» **The data**
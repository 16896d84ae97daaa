use std::path::{Path, PathBuf};

use anyhow::Context as _;
use clap::{Args, Parser, Subcommand};
use tracing_subscriber::EnvFilter;

use revealkit::{
    CpuSurface, Layers, PngSequenceSink, RevealConfig, RevealController, SweepOpts, Viewport,
};

#[derive(Parser, Debug)]
#[command(name = "revealkit", version)]
struct Cli {
    #[command(subcommand)]
    cmd: Command,
}

#[derive(Subcommand, Debug)]
enum Command {
    /// Print the triangle grid layout for a viewport as JSON.
    Layout(LayoutArgs),
    /// Render one settled frame at a scroll progress as a PNG.
    Frame(FrameArgs),
    /// Render a 0..1 scroll sweep as a PNG sequence.
    Scroll(ScrollArgs),
    /// Post the contact form and print the resulting message.
    #[cfg(feature = "http")]
    Submit(SubmitArgs),
}

#[derive(Args, Debug)]
struct ViewArgs {
    /// Viewport width in CSS pixels.
    #[arg(long, default_value_t = 1440.0)]
    width: f64,

    /// Viewport height in CSS pixels.
    #[arg(long, default_value_t = 900.0)]
    height: f64,

    /// Device pixel ratio.
    #[arg(long, default_value_t = 1.0)]
    dpr: f64,

    /// Seed for the reveal order shuffle.
    #[arg(long, default_value_t = 0)]
    seed: u64,

    /// Optional config JSON.
    #[arg(long)]
    config: Option<PathBuf>,
}

#[derive(Parser, Debug)]
struct LayoutArgs {
    #[command(flatten)]
    view: ViewArgs,
}

#[derive(Parser, Debug)]
struct FrameArgs {
    #[command(flatten)]
    view: ViewArgs,

    /// Scroll progress in [0, 1].
    #[arg(long)]
    progress: f64,

    /// Maximum animation ticks to run before capturing.
    #[arg(long, default_value_t = 200)]
    settle: usize,

    /// Output PNG path.
    #[arg(long)]
    out: PathBuf,
}

#[derive(Parser, Debug)]
struct ScrollArgs {
    #[command(flatten)]
    view: ViewArgs,

    /// Number of frames in the sweep.
    #[arg(long, default_value_t = 60)]
    frames: u64,

    /// Output directory for `frame_NNNNN.png` files.
    #[arg(long)]
    out_dir: PathBuf,
}

#[cfg(feature = "http")]
#[derive(Parser, Debug)]
struct SubmitArgs {
    /// Form field as `name=value`; repeatable.
    #[arg(long = "field", value_parser = parse_field)]
    fields: Vec<(String, String)>,

    /// Override the configured endpoint.
    #[arg(long)]
    endpoint: Option<String>,

    /// Optional config JSON.
    #[arg(long)]
    config: Option<PathBuf>,
}

#[derive(serde::Serialize)]
struct LayoutReport {
    width: f64,
    height: f64,
    device_pixel_ratio: f64,
    cell_size: f64,
    rows: u32,
    cols: u32,
    cells: usize,
    seed: u64,
}

fn main() -> anyhow::Result<()> {
    tracing_subscriber::fmt()
        .with_env_filter(EnvFilter::from_default_env())
        .with_writer(std::io::stderr)
        .init();

    let cli = Cli::parse();
    match cli.cmd {
        Command::Layout(args) => cmd_layout(args),
        Command::Frame(args) => cmd_frame(args),
        Command::Scroll(args) => cmd_scroll(args),
        #[cfg(feature = "http")]
        Command::Submit(args) => cmd_submit(args),
    }
}

fn load_config(path: Option<&Path>) -> anyhow::Result<RevealConfig> {
    let cfg = match path {
        Some(p) => RevealConfig::from_path(p)
            .with_context(|| format!("load config '{}'", p.display()))?,
        None => RevealConfig::default(),
    };
    cfg.validate().context("validate config")?;
    Ok(cfg)
}

fn build_controller(
    view: &ViewArgs,
) -> anyhow::Result<(RevealConfig, RevealController<CpuSurface>)> {
    let cfg = load_config(view.config.as_deref())?;
    let viewport = Viewport::new(view.width, view.height)
        .context("viewport")?
        .with_device_pixel_ratio(view.dpr);
    let layers = Layers::cpu(&viewport).context("allocate layers")?;
    let controller = RevealController::seeded(cfg.grid, cfg.reveal, viewport, layers, view.seed)
        .context("build reveal controller")?;
    Ok((cfg, controller))
}

fn cmd_layout(args: LayoutArgs) -> anyhow::Result<()> {
    let (cfg, controller) = build_controller(&args.view)?;
    let dims = controller
        .store()
        .dims()
        .context("grid has no dimensions")?;
    let report = LayoutReport {
        width: args.view.width,
        height: args.view.height,
        device_pixel_ratio: controller.viewport().device_pixel_ratio,
        cell_size: cfg.grid.cell_size,
        rows: dims.rows,
        cols: dims.cols,
        cells: controller.store().len(),
        seed: args.view.seed,
    };
    println!("{}", serde_json::to_string_pretty(&report)?);
    Ok(())
}

fn cmd_frame(args: FrameArgs) -> anyhow::Result<()> {
    let (_, mut controller) = build_controller(&args.view)?;
    let opts = SweepOpts::default();
    let frame = revealkit::render_settled(
        &mut controller,
        args.progress,
        args.settle,
        opts.background,
    )
    .with_context(|| format!("render frame at progress {}", args.progress))?;

    if let Some(parent) = args.out.parent().filter(|p| !p.as_os_str().is_empty()) {
        std::fs::create_dir_all(parent)
            .with_context(|| format!("create output dir '{}'", parent.display()))?;
    }
    revealkit::write_png(&args.out, &frame)
        .with_context(|| format!("write png '{}'", args.out.display()))?;
    Ok(())
}

fn cmd_scroll(args: ScrollArgs) -> anyhow::Result<()> {
    let (_, mut controller) = build_controller(&args.view)?;
    let mut sink = PngSequenceSink::new(&args.out_dir);
    let opts = SweepOpts {
        frames: args.frames,
        ..SweepOpts::default()
    };
    let written = revealkit::render_sweep(&mut controller, opts, &mut sink)
        .with_context(|| format!("render sweep into '{}'", args.out_dir.display()))?;
    eprintln!("wrote {written} frames to {}", args.out_dir.display());
    Ok(())
}

#[cfg(feature = "http")]
fn cmd_submit(args: SubmitArgs) -> anyhow::Result<()> {
    let mut cfg = load_config(args.config.as_deref())?;
    if let Some(endpoint) = args.endpoint {
        cfg.form.endpoint = endpoint;
    }
    let mut form = revealkit::ContactForm::new(cfg.form).context("form config")?;
    for (name, value) in args.fields {
        form.set_field(name, value);
    }
    let report = form.submit(&mut revealkit::IsahcTransport::default());
    println!("{}", report.message);
    Ok(())
}

#[cfg(feature = "http")]
fn parse_field(s: &str) -> Result<(String, String), String> {
    s.split_once('=')
        .map(|(k, v)| (k.to_string(), v.to_string()))
        .ok_or_else(|| format!("expected name=value, got '{s}'"))
}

» **Description of the task**
Repeat the entries above exactly, leaving nothing out.

» **Task response**
repository 16896d84ae97daaa
use std::path::{Path, PathBuf};

use anyhow::Context as _;
use clap::{Args, Parser, Subcommand};
use tracing_subscriber::EnvFilter;

use revealkit::{
    CpuSurface, Layers, PngSequenceSink, RevealConfig, RevealController, SweepOpts, Viewport,
};

#[derive(Parser, Debug)]
#[command(name = "revealkit", version)]
struct Cli {
    #[command(subcommand)]
    cmd: Command,
}

#[derive(Subcommand, Debug)]
enum Command {
    /// Print the triangle grid layout for a viewport as JSON.
    Layout(LayoutArgs),
    /// Render one settled frame at a scroll progress as a PNG.
    Frame(FrameArgs),
    /// Render a 0..1 scroll sweep as a PNG sequence.
    Scroll(ScrollArgs),
    /// Post the contact form and print the resulting message.
    #[cfg(feature = "http")]
    Submit(SubmitArgs),
}

#[derive(Args, Debug)]
struct ViewArgs {
    /// Viewport width in CSS pixels.
    #[arg(long, default_value_t = 1440.0)]
    width: f64,

    /// Viewport height in CSS pixels.
    #[arg(long, default_value_t = 900.0)]
    height: f64,

    /// Device pixel ratio.
    #[arg(long, default_value_t = 1.0)]
    dpr: f64,

    /// Seed for the reveal order shuffle.
    #[arg(long, default_value_t = 0)]
    seed: u64,

    /// Optional config JSON.
    #[arg(long)]
    config: Option<PathBuf>,
}

#[derive(Parser, Debug)]
struct LayoutArgs {
    #[command(flatten)]
    view: ViewArgs,
}

#[derive(Parser, Debug)]
struct FrameArgs {
    #[command(flatten)]
    view: ViewArgs,

    /// Scroll progress in [0, 1].
    #[arg(long)]
    progress: f64,

    /// Maximum animation ticks to run before capturing.
    #[arg(long, default_value_t = 200)]
    settle: usize,

    /// Output PNG path.
    #[arg(long)]
    out: PathBuf,
}

#[derive(Parser, Debug)]
struct ScrollArgs {
    #[command(flatten)]
    view: ViewArgs,

    /// Number of frames in the sweep.
    #[arg(long, default_value_t = 60)]
    frames: u64,

    /// Output directory for `frame_NNNNN.png` files.
    #[arg(long)]
    out_dir: PathBuf,
}

#[cfg(feature = "http")]
#[derive(Parser, Debug)]
struct SubmitArgs {
    /// Form field as `name=value`; repeatable.
    #[arg(long = "field", value_parser = parse_field)]
    fields: Vec<(String, String)>,

    /// Override the configured endpoint.
    #[arg(long)]
    endpoint: Option<String>,

    /// Optional config JSON.
    #[arg(long)]
    config: Option<PathBuf>,
}

#[derive(serde::Serialize)]
struct LayoutReport {
    width: f64,
    height: f64,
    device_pixel_ratio: f64,
    cell_size: f64,
    rows: u32,
    cols: u32,
    cells: usize,
    seed: u64,
}

fn main() -> anyhow::Result<()> {
    tracing_subscriber::fmt()
        .with_env_filter(EnvFilter::from_default_env())
        .with_writer(std::io::stderr)
        .init();

    let cli = Cli::parse();
    match cli.cmd {
        Command::Layout(args) => cmd_layout(args),
        Command::Frame(args) => cmd_frame(args),
        Command::Scroll(args) => cmd_scroll(args),
        #[cfg(feature = "http")]
        Command::Submit(args) => cmd_submit(args),
    }
}

fn load_config(path: Option<&Path>) -> anyhow::Result<RevealConfig> {
    let cfg = match path {
        Some(p) => RevealConfig::from_path(p)
            .with_context(|| format!("load config '{}'", p.display()))?,
        None => RevealConfig::default(),
    };
    cfg.validate().context("validate config")?;
    Ok(cfg)
}

fn build_controller(
    view: &ViewArgs,
) -> anyhow::Result<(RevealConfig, RevealController<CpuSurface>)> {
    let cfg = load_config(view.config.as_deref())?;
    let viewport = Viewport::new(view.width, view.height)
        .context("viewport")?
        .with_device_pixel_ratio(view.dpr);
    let layers = Layers::cpu(&viewport).context("allocate layers")?;
    let controller = RevealController::seeded(cfg.grid, cfg.reveal, viewport, layers, view.seed)
        .context("build reveal controller")?;
    Ok((cfg, controller))
}

fn cmd_layout(args: LayoutArgs) -> anyhow::Result<()> {
    let (cfg, controller) = build_controller(&args.view)?;
    let dims = controller
        .store()
        .dims()
        .context("grid has no dimensions")?;
    let report = LayoutReport {
        width: args.view.width,
        height: args.view.height,
        device_pixel_ratio: controller.viewport().device_pixel_ratio,
        cell_size: cfg.grid.cell_size,
        rows: dims.rows,
        cols: dims.cols,
        cells: controller.store().len(),
        seed: args.view.seed,
    };
    println!("{}", serde_json::to_string_pretty(&report)?);
    Ok(())
}

fn cmd_frame(args: FrameArgs) -> anyhow::Result<()> {
    let (_, mut controller) = build_controller(&args.view)?;
    let opts = SweepOpts::default();
    let frame = revealkit::render_settled(
        &mut controller,
        args.progress,
        args.settle,
        opts.background,
    )
    .with_context(|| format!("render frame at progress {}", args.progress))?;

    if let Some(parent) = args.out.parent().filter(|p| !p.as_os_str().is_empty()) {
        std::fs::create_dir_all(parent)
            .with_context(|| format!("create output dir '{}'", parent.display()))?;
    }
    revealkit::write_png(&args.out, &frame)
        .with_context(|| format!("write png '{}'", args.out.display()))?;
    Ok(())
}

fn cmd_scroll(args: ScrollArgs) -> anyhow::Result<()> {
    let (_, mut controller) = build_controller(&args.view)?;
    let mut sink = PngSequenceSink::new(&args.out_dir);
    let opts = SweepOpts {
        frames: args.frames,
        ..SweepOpts::default()
    };
    let written = revealkit::render_sweep(&mut controller, opts, &mut sink)
        .with_context(|| format!("render sweep into '{}'", args.out_dir.display()))?;
    eprintln!("wrote {written} frames to {}", args.out_dir.display());
    Ok(())
}

#[cfg(feature = "http")]
fn cmd_submit(args: SubmitArgs) -> anyhow::Result<()> {
    let mut cfg = load_config(args.config.as_deref())?;
    if let Some(endpoint) = args.endpoint {
        cfg.form.endpoint = endpoint;
    }
    let mut form = revealkit::ContactForm::new(cfg.form).context("form config")?;
    for (name, value) in args.fields {
        form.set_field(name, value);
    }
    let report = form.submit(&mut revealkit::IsahcTransport::default());
    println!("{}", report.message);
    Ok(())
}

#[cfg(feature = "http")]
fn parse_field(s: &str) -> Result<(String, String), String> {
    s.split_once('=')
        .map(|(k, v)| (k.to_string(), v.to_string()))
        .ok_or_else(|| format!("expected name=value, got '{s}'"))
}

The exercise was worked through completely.